**WHAT YOU HAVE TO DO**: Look through the lines below and extract any with the word "World".

**MATERIAL FOR THIS EXERCISE**:
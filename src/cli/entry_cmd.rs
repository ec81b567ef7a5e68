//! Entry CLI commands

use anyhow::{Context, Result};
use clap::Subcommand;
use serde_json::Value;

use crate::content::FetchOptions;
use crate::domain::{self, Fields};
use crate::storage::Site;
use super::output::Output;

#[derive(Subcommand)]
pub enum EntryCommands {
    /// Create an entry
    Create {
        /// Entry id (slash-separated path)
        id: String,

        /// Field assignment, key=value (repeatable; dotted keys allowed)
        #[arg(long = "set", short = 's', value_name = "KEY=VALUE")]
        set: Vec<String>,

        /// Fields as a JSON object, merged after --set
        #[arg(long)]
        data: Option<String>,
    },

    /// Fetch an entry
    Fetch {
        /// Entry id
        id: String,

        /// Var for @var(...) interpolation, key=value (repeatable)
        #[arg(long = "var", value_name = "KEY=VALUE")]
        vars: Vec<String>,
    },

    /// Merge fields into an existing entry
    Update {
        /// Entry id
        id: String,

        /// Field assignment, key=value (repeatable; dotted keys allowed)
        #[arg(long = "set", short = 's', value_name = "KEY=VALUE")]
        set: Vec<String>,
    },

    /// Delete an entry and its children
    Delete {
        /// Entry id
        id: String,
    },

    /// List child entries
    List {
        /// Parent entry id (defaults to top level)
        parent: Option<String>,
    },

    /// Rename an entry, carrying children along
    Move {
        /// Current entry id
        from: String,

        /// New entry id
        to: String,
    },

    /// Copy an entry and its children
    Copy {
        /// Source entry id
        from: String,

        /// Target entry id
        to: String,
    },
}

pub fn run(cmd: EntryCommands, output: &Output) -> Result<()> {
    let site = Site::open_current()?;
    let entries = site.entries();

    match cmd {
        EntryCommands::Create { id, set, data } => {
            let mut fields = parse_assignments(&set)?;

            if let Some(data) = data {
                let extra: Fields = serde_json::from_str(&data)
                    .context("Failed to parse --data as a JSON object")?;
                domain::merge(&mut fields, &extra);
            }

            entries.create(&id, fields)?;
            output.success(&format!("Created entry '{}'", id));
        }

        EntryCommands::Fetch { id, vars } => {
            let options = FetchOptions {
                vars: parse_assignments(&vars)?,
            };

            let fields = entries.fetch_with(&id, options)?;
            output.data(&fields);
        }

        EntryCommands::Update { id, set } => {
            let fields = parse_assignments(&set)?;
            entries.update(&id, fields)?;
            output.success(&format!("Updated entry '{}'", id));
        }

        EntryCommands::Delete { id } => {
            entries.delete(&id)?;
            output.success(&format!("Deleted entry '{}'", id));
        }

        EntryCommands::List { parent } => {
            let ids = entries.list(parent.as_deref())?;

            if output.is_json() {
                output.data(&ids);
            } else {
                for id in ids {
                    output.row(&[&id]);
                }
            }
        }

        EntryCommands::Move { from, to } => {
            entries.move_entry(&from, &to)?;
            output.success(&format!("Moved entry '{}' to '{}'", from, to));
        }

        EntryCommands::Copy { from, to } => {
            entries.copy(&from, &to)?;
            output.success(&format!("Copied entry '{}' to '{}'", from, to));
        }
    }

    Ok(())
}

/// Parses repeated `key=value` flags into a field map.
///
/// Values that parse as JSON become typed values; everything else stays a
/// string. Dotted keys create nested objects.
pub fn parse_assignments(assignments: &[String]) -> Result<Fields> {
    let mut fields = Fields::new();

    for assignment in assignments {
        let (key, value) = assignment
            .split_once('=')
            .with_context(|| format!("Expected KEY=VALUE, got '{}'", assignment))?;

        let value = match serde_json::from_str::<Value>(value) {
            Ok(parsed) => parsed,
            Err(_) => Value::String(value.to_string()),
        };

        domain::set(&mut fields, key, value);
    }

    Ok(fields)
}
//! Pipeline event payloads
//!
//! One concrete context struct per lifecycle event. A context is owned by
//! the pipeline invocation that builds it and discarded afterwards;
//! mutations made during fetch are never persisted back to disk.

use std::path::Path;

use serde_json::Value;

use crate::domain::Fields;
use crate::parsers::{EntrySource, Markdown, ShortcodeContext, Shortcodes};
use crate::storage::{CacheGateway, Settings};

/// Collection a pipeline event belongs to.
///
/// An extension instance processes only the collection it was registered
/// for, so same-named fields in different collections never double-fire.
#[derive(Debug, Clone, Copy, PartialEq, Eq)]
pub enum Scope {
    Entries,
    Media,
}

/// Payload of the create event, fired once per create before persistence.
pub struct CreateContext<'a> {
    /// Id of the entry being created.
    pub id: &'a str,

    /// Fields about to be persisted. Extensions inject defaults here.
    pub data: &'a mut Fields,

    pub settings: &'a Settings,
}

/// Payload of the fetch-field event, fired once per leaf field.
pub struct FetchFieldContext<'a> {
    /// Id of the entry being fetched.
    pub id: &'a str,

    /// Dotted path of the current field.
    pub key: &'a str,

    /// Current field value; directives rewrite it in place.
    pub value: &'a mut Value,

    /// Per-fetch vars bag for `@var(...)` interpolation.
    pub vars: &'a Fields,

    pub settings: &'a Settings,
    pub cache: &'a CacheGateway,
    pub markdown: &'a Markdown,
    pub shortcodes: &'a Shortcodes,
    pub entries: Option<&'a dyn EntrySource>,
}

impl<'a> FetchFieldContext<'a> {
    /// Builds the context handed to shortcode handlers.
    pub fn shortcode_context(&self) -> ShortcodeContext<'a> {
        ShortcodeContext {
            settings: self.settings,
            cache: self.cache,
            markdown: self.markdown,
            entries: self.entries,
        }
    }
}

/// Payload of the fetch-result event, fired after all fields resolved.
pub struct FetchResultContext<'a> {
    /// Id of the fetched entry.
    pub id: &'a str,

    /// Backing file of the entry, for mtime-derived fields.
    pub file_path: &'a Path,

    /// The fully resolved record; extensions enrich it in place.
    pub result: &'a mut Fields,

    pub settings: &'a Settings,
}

==

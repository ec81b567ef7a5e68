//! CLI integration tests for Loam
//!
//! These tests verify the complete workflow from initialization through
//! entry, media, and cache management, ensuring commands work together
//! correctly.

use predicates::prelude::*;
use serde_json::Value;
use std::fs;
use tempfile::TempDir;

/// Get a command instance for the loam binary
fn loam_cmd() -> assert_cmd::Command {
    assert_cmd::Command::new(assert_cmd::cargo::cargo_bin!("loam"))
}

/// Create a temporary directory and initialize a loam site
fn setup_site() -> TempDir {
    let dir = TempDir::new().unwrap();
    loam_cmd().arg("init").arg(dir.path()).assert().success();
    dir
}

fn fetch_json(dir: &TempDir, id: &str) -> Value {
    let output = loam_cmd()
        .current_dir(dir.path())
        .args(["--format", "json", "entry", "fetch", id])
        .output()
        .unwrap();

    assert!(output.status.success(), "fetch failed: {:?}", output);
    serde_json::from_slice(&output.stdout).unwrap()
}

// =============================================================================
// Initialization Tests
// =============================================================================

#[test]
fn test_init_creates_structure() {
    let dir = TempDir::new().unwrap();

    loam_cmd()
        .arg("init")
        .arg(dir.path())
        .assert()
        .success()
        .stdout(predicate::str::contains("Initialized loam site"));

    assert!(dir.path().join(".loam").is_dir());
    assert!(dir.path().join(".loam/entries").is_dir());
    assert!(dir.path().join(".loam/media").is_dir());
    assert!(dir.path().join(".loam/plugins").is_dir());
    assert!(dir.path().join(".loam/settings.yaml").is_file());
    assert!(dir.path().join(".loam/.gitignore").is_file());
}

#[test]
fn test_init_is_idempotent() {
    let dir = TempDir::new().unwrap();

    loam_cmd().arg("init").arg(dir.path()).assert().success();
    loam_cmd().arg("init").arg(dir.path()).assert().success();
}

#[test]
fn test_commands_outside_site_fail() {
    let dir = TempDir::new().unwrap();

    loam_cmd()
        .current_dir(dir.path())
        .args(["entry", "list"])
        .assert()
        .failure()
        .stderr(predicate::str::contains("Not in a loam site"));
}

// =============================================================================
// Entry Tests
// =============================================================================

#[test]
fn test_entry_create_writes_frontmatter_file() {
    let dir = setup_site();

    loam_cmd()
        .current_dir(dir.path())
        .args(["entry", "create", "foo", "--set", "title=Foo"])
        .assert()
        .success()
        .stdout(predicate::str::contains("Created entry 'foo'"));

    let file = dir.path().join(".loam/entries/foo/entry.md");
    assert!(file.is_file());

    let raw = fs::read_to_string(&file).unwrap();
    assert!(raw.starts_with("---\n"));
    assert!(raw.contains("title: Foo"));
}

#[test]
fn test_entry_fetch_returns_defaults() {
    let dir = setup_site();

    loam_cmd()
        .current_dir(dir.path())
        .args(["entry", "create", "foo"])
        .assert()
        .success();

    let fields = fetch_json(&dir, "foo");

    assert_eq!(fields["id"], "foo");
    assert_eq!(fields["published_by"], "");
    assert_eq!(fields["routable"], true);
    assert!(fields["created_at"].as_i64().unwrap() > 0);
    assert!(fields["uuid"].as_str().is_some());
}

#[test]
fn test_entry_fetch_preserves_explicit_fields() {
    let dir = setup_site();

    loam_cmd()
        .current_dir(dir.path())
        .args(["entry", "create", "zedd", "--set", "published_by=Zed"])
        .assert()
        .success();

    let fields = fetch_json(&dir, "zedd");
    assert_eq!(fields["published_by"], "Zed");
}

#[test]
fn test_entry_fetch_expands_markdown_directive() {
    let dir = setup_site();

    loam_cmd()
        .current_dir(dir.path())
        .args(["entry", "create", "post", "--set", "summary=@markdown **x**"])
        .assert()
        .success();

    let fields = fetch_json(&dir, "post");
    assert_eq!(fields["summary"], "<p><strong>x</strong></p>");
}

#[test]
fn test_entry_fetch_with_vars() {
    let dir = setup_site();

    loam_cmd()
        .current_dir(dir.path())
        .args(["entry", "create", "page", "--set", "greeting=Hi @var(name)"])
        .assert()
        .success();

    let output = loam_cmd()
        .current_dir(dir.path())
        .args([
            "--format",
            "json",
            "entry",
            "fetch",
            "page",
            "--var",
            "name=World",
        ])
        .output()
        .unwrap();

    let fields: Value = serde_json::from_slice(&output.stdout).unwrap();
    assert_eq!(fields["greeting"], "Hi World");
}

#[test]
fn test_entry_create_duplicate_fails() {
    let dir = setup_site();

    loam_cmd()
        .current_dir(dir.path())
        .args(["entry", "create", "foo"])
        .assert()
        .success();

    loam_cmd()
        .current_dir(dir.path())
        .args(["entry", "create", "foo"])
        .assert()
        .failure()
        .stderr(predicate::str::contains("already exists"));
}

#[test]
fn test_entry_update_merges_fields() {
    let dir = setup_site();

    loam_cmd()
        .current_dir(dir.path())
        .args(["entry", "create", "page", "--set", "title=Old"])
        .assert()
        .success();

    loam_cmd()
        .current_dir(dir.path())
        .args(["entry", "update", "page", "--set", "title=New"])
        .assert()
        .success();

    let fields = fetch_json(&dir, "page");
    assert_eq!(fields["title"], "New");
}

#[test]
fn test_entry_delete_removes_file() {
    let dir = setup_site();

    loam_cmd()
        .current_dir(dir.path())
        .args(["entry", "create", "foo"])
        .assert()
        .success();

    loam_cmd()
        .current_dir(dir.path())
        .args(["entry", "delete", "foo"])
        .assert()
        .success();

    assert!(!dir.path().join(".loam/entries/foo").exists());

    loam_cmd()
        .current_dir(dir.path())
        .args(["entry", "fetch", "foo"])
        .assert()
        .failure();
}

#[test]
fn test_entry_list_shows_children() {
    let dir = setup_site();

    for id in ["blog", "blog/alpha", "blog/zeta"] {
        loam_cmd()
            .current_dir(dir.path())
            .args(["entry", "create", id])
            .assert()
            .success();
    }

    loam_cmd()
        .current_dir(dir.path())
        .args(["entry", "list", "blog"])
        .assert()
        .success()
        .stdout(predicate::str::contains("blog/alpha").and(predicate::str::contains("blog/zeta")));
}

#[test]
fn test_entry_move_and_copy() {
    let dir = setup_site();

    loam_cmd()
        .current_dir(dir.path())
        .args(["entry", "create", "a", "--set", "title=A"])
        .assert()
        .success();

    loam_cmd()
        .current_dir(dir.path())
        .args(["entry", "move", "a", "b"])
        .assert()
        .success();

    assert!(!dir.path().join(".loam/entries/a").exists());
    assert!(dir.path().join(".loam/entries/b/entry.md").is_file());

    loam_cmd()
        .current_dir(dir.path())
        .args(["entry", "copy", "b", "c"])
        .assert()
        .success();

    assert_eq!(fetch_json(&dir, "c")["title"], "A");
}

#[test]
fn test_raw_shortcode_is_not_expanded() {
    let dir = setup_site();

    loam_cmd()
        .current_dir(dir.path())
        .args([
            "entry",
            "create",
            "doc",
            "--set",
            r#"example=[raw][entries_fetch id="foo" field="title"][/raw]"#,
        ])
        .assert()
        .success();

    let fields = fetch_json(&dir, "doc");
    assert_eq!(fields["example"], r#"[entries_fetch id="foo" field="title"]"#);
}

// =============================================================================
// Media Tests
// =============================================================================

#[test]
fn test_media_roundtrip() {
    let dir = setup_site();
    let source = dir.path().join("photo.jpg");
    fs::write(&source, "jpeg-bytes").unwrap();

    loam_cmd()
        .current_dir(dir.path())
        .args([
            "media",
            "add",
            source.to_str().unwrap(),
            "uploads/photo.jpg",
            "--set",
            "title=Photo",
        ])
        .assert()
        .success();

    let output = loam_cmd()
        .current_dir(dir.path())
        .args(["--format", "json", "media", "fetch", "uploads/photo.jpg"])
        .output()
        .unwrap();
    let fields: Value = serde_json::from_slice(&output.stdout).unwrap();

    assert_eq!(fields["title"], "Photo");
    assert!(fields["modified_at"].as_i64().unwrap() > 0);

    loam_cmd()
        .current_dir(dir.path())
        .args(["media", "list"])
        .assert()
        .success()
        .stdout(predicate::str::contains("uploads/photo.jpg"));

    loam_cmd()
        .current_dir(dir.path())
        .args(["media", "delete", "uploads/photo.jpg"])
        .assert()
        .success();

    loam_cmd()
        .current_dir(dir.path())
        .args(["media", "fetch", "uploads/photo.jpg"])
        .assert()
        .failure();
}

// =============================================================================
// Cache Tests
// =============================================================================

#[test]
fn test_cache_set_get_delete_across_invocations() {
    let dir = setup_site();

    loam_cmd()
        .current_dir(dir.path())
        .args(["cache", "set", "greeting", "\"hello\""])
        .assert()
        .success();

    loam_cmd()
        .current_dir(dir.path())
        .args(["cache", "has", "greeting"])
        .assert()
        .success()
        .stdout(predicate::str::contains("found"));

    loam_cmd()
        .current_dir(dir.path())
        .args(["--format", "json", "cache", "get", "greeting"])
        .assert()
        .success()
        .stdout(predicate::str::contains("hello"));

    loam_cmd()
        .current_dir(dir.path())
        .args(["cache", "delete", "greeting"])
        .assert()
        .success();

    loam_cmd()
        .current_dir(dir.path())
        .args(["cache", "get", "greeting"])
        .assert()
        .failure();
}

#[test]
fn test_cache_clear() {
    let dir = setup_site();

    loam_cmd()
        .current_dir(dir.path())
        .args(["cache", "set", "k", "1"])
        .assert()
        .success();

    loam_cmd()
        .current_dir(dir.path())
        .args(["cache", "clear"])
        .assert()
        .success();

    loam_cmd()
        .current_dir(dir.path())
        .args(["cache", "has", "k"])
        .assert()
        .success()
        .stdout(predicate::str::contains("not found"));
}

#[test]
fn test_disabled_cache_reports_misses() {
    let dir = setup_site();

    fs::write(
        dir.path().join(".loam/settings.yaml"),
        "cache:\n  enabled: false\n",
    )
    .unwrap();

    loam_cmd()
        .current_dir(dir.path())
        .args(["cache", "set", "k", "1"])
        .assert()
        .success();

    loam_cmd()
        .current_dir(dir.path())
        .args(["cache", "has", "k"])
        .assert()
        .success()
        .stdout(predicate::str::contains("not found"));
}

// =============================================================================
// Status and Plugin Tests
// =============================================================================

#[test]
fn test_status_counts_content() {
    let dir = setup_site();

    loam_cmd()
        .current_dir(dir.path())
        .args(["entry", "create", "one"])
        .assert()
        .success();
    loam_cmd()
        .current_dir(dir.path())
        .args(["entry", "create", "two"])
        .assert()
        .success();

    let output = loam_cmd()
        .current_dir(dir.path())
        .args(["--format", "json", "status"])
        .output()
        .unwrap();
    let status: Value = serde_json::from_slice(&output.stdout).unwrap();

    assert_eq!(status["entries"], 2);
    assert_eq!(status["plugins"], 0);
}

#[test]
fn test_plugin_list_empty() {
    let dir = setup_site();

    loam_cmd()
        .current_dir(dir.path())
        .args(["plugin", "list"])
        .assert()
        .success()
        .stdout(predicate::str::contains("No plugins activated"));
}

**WORKED SOLUTION**:
            "name=World",
    assert_eq!(fields["greeting"], "Hi World");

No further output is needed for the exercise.